> [Material for this exercise]
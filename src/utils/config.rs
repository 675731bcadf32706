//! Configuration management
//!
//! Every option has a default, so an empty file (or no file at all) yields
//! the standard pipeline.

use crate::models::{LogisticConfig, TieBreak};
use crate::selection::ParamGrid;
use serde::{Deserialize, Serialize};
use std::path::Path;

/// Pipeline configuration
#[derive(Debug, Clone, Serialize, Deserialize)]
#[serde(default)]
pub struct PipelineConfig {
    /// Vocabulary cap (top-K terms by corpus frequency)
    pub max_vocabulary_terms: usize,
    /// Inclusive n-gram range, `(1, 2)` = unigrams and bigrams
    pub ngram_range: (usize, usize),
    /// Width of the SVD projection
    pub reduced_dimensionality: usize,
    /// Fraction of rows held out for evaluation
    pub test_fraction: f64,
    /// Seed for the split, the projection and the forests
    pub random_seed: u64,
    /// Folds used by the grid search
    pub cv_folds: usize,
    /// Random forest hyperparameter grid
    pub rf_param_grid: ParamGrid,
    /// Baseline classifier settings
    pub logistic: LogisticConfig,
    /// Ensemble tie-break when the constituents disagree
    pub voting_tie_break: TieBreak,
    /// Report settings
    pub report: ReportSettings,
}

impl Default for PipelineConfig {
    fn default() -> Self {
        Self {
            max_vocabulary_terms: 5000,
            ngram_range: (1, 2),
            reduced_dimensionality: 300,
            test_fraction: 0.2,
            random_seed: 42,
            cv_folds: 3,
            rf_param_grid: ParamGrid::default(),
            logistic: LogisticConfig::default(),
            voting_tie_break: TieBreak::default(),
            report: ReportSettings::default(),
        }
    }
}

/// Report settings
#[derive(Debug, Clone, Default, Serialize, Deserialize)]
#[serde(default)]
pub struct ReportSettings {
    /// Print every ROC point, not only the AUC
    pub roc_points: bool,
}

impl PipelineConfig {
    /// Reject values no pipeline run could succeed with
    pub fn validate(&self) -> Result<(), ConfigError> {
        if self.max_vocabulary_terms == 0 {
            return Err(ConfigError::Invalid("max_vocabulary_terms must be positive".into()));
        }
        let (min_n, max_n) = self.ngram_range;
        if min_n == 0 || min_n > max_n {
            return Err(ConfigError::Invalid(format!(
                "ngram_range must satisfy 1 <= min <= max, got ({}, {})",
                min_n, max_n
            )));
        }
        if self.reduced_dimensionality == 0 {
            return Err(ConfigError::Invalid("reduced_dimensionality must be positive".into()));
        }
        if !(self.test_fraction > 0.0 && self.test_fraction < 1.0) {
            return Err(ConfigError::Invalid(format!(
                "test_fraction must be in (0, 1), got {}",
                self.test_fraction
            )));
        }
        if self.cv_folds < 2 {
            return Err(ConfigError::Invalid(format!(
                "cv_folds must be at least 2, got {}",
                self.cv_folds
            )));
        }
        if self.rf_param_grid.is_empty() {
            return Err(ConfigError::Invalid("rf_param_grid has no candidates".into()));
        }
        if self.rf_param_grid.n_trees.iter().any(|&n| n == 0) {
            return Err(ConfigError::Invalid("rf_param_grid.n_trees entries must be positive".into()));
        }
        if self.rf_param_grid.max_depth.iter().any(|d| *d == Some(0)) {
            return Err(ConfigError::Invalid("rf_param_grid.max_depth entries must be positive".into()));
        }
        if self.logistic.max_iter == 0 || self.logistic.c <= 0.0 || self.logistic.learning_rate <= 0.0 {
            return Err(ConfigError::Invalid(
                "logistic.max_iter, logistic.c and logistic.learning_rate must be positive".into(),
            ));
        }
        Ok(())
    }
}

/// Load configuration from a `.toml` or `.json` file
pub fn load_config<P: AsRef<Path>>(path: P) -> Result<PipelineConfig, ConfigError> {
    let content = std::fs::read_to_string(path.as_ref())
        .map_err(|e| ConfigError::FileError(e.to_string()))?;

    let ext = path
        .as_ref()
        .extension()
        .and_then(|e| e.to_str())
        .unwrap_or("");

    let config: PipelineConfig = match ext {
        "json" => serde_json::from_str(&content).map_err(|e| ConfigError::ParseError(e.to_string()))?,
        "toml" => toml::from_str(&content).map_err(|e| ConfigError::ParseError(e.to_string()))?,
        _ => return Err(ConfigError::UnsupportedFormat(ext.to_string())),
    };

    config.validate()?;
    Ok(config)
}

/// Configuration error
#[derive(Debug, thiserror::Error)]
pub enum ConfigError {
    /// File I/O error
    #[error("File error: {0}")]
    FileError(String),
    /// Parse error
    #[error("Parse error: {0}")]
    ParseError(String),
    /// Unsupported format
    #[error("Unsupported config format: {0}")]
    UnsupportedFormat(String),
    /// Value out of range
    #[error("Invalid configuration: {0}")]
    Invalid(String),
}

--

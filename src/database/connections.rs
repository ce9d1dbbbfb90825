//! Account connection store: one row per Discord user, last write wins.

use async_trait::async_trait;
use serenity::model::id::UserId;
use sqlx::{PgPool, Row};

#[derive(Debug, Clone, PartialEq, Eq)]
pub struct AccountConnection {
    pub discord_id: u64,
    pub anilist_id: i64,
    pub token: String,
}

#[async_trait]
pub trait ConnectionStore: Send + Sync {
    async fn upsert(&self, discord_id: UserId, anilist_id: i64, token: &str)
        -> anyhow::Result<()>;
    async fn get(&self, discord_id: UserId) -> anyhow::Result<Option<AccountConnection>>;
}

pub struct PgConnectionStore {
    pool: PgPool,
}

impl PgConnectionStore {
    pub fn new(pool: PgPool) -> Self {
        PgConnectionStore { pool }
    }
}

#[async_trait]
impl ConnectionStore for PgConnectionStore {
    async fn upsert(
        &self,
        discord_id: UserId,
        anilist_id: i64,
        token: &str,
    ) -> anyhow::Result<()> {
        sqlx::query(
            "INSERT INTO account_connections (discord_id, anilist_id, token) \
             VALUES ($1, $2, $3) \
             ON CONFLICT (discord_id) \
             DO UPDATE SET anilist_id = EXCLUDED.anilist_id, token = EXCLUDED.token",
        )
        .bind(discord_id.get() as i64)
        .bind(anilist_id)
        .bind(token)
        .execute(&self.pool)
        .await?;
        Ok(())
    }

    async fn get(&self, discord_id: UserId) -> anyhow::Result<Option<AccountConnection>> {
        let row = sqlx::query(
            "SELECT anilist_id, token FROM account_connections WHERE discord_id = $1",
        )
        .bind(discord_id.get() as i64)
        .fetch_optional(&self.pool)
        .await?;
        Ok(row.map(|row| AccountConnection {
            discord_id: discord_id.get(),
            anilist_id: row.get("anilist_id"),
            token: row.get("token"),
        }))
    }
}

> [Work to complete] When a line contains the string "LogisticConfig", copy it from the records.

> [Written solution]
use crate::models::{LogisticConfig, TieBreak};
    pub logistic: LogisticConfig,
            logistic: LogisticConfig::default(),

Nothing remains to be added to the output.